Task to complete:
Search the listing below, and show each line that includes the word "index".

Recorded information:
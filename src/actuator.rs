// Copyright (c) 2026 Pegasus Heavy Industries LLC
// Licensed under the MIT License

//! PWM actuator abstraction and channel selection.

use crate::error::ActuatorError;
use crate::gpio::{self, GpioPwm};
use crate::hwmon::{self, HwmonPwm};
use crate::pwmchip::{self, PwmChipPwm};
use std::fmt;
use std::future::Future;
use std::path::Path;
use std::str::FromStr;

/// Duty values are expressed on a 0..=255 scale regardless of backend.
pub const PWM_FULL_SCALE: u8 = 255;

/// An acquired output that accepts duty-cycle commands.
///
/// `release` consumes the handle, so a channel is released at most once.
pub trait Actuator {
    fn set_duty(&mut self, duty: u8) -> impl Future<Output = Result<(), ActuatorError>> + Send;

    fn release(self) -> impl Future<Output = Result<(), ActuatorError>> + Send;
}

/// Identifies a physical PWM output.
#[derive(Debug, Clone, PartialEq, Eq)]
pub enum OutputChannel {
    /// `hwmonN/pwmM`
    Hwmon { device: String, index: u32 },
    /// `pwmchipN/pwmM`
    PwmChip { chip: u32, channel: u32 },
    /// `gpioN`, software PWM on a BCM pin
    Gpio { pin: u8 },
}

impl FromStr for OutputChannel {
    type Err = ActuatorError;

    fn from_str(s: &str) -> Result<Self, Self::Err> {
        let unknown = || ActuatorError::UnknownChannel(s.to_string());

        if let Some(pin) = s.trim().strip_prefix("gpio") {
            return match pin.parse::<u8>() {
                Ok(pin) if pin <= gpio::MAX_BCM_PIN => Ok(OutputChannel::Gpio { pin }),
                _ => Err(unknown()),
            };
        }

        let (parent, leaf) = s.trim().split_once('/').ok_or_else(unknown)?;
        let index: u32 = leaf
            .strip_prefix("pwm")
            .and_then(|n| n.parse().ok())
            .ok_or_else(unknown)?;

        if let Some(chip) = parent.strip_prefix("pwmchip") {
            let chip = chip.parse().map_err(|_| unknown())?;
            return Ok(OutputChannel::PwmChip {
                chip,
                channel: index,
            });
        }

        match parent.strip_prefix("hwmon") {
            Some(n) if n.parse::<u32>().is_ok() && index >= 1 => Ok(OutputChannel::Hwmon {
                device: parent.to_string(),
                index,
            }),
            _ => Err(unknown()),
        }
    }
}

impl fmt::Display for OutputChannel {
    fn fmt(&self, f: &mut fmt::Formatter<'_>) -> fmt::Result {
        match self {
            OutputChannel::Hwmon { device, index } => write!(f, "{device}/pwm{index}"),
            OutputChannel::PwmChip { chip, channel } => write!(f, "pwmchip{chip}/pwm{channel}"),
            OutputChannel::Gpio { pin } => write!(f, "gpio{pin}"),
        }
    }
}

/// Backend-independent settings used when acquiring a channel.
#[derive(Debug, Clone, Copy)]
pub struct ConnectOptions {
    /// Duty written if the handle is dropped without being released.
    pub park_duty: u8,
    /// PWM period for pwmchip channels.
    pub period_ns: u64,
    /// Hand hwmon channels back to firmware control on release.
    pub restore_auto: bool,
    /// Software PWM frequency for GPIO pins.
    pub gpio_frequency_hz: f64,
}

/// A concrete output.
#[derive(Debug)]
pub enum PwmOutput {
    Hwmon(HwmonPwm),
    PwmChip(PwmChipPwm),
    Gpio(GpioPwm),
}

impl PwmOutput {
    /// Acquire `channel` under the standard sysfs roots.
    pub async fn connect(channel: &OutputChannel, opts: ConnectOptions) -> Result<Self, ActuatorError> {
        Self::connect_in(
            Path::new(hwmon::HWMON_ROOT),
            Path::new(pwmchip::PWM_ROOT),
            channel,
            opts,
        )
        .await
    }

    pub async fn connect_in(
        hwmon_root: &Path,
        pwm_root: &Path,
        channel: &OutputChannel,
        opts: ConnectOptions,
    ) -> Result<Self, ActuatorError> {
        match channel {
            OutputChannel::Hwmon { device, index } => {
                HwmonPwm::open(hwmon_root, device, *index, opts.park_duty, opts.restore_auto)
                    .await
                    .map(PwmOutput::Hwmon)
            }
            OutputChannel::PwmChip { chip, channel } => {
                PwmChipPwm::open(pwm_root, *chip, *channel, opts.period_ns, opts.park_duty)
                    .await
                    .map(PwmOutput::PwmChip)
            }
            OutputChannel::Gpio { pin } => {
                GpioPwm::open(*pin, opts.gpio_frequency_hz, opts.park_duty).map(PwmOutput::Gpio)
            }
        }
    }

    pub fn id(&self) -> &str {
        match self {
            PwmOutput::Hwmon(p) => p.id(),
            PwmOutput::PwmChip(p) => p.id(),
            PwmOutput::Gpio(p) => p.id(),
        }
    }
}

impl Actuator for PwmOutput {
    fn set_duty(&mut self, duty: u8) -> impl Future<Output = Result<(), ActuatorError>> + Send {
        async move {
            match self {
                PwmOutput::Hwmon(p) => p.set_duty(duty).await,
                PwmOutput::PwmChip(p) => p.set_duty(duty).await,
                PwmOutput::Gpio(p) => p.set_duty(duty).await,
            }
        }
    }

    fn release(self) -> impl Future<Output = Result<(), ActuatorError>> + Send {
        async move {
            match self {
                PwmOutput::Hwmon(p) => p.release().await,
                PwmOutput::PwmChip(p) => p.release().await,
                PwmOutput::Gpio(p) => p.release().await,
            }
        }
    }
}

Exercise result:
    Hwmon { device: String, index: u32 },
        let index: u32 = leaf
                channel: index,
            Some(n) if n.parse::<u32>().is_ok() && index >= 1 => Ok(OutputChannel::Hwmon {
                index,
            OutputChannel::Hwmon { device, index } => write!(f, "{device}/pwm{index}"),
            OutputChannel::Hwmon { device, index } => {
                HwmonPwm::open(hwmon_root, device, *index, opts.park_duty, opts.restore_auto)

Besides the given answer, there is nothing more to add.